> _Work order_:
State how many lines in the listing below contain the word "Serialize", with no other words.

━━━

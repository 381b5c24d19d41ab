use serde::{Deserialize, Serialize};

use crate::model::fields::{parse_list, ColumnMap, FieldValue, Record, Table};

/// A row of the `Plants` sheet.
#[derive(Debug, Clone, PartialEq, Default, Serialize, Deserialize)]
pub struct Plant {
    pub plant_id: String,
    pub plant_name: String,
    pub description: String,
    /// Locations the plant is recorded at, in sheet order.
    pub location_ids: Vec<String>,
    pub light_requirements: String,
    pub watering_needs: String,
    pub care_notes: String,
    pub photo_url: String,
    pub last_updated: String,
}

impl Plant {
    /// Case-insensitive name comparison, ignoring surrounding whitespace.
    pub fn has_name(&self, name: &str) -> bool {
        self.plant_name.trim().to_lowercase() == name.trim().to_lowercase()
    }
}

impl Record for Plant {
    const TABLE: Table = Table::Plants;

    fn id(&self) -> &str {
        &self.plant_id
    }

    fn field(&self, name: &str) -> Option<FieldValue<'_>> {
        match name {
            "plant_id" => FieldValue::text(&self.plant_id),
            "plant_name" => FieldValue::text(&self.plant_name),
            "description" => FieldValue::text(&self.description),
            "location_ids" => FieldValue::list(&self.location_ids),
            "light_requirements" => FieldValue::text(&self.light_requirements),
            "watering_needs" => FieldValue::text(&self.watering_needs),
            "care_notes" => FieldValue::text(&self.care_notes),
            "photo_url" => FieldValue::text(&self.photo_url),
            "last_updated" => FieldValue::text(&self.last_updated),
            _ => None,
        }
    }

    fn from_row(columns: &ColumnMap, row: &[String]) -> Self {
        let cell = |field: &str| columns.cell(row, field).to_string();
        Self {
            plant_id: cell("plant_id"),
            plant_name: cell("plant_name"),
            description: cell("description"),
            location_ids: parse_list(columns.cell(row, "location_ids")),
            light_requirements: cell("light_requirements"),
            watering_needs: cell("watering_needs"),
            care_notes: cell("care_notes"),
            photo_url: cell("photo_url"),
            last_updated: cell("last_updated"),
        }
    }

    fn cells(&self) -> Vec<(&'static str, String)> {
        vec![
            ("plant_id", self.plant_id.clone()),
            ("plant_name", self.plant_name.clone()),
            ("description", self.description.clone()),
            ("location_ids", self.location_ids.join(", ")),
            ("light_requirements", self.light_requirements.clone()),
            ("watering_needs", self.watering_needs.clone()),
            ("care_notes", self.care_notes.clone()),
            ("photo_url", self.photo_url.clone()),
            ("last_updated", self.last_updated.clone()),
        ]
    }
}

━━━

> _Solution to this exercise_:
2